* [Provided entries]
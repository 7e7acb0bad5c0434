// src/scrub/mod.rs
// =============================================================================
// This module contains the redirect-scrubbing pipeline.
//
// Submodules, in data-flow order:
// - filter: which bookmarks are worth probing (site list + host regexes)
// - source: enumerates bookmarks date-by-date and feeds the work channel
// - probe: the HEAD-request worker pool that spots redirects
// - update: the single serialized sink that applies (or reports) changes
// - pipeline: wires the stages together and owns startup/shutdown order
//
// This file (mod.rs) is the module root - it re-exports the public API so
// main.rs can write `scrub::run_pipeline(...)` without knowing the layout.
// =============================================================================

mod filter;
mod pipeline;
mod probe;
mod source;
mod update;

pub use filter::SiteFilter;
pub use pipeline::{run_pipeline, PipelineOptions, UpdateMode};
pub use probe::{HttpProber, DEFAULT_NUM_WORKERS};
---
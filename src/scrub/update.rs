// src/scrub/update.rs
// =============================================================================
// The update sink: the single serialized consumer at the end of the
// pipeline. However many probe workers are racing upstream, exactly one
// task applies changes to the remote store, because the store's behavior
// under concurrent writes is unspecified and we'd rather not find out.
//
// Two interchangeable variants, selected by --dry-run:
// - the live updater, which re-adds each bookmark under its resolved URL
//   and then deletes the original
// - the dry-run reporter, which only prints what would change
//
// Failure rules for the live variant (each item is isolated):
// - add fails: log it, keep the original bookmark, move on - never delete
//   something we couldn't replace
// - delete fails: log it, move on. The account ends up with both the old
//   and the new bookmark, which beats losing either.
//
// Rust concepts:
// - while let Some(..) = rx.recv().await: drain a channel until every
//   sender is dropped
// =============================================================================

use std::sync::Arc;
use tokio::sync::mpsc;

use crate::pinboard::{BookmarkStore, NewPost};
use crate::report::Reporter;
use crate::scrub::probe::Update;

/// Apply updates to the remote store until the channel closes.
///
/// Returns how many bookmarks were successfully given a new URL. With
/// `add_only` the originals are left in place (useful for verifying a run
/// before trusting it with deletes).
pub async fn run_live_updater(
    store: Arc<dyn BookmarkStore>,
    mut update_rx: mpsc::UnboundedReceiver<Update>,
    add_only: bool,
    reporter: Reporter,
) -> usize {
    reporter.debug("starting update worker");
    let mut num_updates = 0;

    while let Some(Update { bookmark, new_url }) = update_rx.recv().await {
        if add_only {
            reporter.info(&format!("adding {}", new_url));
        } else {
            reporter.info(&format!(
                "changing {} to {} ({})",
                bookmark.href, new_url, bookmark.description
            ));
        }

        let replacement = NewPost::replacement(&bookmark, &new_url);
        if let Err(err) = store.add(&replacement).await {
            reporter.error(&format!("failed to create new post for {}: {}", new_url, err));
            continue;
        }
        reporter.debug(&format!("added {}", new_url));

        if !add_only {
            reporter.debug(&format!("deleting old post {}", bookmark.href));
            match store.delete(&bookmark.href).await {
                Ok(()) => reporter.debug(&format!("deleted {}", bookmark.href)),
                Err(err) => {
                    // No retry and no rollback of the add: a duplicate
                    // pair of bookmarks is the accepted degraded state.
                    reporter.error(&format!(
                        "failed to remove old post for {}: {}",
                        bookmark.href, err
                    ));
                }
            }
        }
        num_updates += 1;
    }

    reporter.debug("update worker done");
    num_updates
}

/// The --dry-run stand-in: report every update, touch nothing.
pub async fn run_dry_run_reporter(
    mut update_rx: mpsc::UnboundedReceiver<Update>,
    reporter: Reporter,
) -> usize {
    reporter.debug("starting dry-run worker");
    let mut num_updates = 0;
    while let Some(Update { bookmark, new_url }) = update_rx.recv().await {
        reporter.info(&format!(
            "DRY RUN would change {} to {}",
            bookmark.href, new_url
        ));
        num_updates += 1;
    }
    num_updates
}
* * *
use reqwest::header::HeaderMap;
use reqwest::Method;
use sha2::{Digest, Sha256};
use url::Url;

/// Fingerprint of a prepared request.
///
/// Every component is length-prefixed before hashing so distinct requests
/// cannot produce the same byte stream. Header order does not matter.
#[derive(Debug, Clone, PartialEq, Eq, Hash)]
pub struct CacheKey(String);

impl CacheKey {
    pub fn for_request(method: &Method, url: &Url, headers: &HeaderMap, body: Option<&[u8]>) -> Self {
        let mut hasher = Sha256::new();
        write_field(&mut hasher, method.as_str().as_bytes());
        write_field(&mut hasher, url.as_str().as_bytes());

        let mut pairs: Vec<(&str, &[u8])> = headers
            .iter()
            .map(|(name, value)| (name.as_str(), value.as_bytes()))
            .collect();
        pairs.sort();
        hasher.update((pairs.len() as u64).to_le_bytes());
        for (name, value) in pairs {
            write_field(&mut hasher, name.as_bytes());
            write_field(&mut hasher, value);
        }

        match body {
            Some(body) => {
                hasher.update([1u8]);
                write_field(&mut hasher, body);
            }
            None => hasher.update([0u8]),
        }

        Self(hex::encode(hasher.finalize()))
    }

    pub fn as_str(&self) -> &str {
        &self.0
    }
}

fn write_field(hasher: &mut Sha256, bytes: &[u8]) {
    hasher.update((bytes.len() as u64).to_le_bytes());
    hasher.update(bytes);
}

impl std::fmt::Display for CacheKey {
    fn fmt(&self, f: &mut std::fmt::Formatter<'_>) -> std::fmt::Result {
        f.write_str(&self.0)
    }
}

* [Goal of the exercise] Take the records above and return, word for word, only the lines that fall from the line with "repository 7e7acb0bad5c0434" to the line with "list + host regexes)", both of them included.

* [Answer for the task]
repository 7e7acb0bad5c0434
// src/scrub/mod.rs
// =============================================================================
// This module contains the redirect-scrubbing pipeline.
//
// Submodules, in data-flow order:
// - filter: which bookmarks are worth probing (site list + host regexes)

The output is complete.